Mauricio Quijano had been my brother Francisco’s architecture partner, and with him we presented ourselves to make prints and etchings for the book Gonzalo Ariza that Villegas Editores was going to take out, so we worked on that project. That sharing caused us to encourage ourselves to open a workshop for artists, we did collective exhibitions in mechanics workshops, in factories, in schools.

Although I had no greater interest in reorganizing, we fell in love and decided to share our lives. Mauricio is Samuel’s father, who at that time was twelve years old and came to live with us. We chose Calera as our place, where our children had a fun childhood and they did attend school (laughs). They rode on horseback, by bicycle, and made parties on weekends at home.

Santiago started Fine Arts in Los Andes, then in Tadeo, then photography in Buenos Aires and now he is dedicated to engraving, the fourth generation of artists in the family. Daniel began to study cooking and went to Hospitality and Tourism which is what he does.

Samuel wanted to be a radio host, traveled to France to study journalism, then finished Political Science to return to the country to work, traveled to Chile, married Lina María Bello, also a Business Consultant and they have a beautiful baby, Alejandro.

I’ve always been fascinated by the mountain, I was a mountaineer, hiker, climber. I have traveled though not everything I wanted and that desire to know, to have travel experiences and to experience other cultures still invades me. I learned some Japanese, Chinese, French, English and I have exhibited in countries like Japan, Peru, United States, France. I have participated in Barcú, an art fair in Candelaria that I love.

I enjoy the transformation of experiences in painting. I am accelerated, I need to move and, when I paint, I find a state of relaxation and meditation, of unity. I am violet because it vibrates a lot in me and, I am a brush and a bird, for its mobility.

My closest resemblance to my dad, in addition to dark circles, is in love for the landscape and for nature. Nature has a temper, an emotionality that can be my own as an observer. The landscape has an energy, a luminosity, which is what I seek to capture.

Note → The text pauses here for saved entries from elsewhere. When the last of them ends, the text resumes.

//! Resolution pipeline
//!
//! metadata → content page → playable source → stream bundle, strictly in
//! that order. Discovery stages report misses as `None`; only the final
//! stages surface errors.

use anyhow::{Context, Result};
use std::sync::Arc;
use std::time::Duration;
use tokio::time::timeout;
use tracing::{info, warn};

use crate::config::Config;
use crate::error::{PipelineError, PipelineResult};
use crate::models::{EpisodeInfo, MediaInfo, MediaKind, PlayableSource, StreamBundle};
use crate::services::assembler::StreamAssembler;
use crate::services::extractor::{Extractor, ProviderPatterns, SourceVerifier};
use crate::services::http::build_client;
use crate::services::playlist::PlaylistExpander;
use crate::services::rpm::RpmClient;
use crate::services::site::PageResolver;
use crate::services::tmdb::TmdbClient;

pub struct Pipeline {
    metadata: TmdbClient,
    pages: PageResolver,
    extractor: Extractor,
    assembler: StreamAssembler,
    deadline: Duration,
}

impl Pipeline {
    pub fn new(
        metadata: TmdbClient,
        pages: PageResolver,
        extractor: Extractor,
        assembler: StreamAssembler,
        deadline: Duration,
    ) -> Self {
        Self {
            metadata,
            pages,
            extractor,
            assembler,
            deadline,
        }
    }

    /// Wire every component from `config` around one shared HTTP client
    pub fn from_config(config: &Config) -> Result<Self> {
        let http = build_client(config.http_timeout())?;

        let rpm = Arc::new(
            RpmClient::new(http.clone(), config.rpm.clone())
                .context("Invalid RPM key or IV")?,
        );
        let patterns = ProviderPatterns::from_base_url(&config.rpm.base_url)
            .context("Failed to build provider patterns")?;
        let verifier: Arc<dyn SourceVerifier> = rpm.clone();

        let extractor = Extractor::new(
            http.clone(),
            config.site.clone(),
            patterns,
            verifier,
            config.max_verify_candidates,
        );
        let playlists = PlaylistExpander::new(
            http.clone(),
            &config.rpm.base_url,
            &config.rpm.stream_domain,
            &config.rpm.user_agent,
        );

        Ok(Self::new(
            TmdbClient::new(http.clone(), config.tmdb.clone()),
            PageResolver::new(http, config.site.clone()),
            extractor,
            StreamAssembler::new(rpm, playlists, config.videa.clone()),
            config.request_deadline(),
        ))
    }

    /// Resolve an IMDB id (plus optional season/episode) to a titled bundle
    pub async fn resolve(
        &self,
        imdb_id: &str,
        episode: Option<(u32, u32)>,
    ) -> PipelineResult<StreamBundle> {
        timeout(self.deadline, self.run(imdb_id, episode))
            .await
            .map_err(|_| PipelineError::DeadlineExceeded(self.deadline))?
    }

    /// Assemble a known source directly, skipping discovery
    pub async fn assemble(&self, source: &PlayableSource) -> PipelineResult<StreamBundle> {
        timeout(self.deadline, self.assembler.assemble(source))
            .await
            .map_err(|_| PipelineError::DeadlineExceeded(self.deadline))?
    }

    async fn run(&self, imdb_id: &str, episode: Option<(u32, u32)>) -> PipelineResult<StreamBundle> {
        let media = self
            .metadata
            .resolve(imdb_id)
            .await
            .ok_or_else(|| PipelineError::NotFound(format!("no metadata for {}", imdb_id)))?;

        // Episode details only for series with both numbers present
        let episode_info = match (media.kind, episode) {
            (MediaKind::Series, Some((season, number))) => {
                self.metadata
                    .resolve_episode(media.external_series_id, season, number)
                    .await
            }
            _ => None,
        };
        let page_episode = match media.kind {
            MediaKind::Series => episode,
            MediaKind::Movie => None,
        };

        let page_url = self
            .pages
            .resolve(&media, page_episode)
            .await
            .ok_or_else(|| {
                PipelineError::NotFound(format!("no content page for {}", media.display_title))
            })?;
        info!(imdb_id, url = %page_url, "content page resolved");

        let source = match self.extractor.extract(&page_url).await {
            Some(source) => source,
            None => {
                warn!(imdb_id, url = %page_url, "no playable source on page");
                return Err(PipelineError::NotFound(format!(
                    "no playable source on {}",
                    page_url
                )));
            }
        };
        info!(imdb_id, source = %source, "playable source extracted");

        let bundle = self.assembler.assemble(&source).await?;
        Ok(bundle.with_title(compose_title(&media, episode_info.as_ref())))
    }
}

/// `"{title} S{s}E{e} - {episode}"` for resolved episodes, else
/// `"{title} ({year})"`, else the bare title
pub fn compose_title(media: &MediaInfo, episode: Option<&EpisodeInfo>) -> String {
    match (media.kind, episode) {
        (MediaKind::Series, Some(ep)) => format!(
            "{} S{}E{} - {}",
            media.display_title, ep.season_number, ep.episode_number, ep.episode_title
        ),
        _ => match media.year {
            Some(year) => format!("{} ({})", media.display_title, year),
            None => media.display_title.clone(),
        },
    }
}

My biggest challenge is to be able to paint the intangible space between the landscape and the painter-observer. For the same reason I am a cloud, because I love the ethereal, the mobile.

My sense of existence is in love, in finding beauty in everything, in seeking how positive one of its manifestations is.

One day I resolved that if Maria de la Paz called me, she should take my name very seriously. I consider myself very pacifist, I think everything can be solved without the need for conflict or aggression.

I like to give affection to the people who approach me and I would like to be remembered as a painter.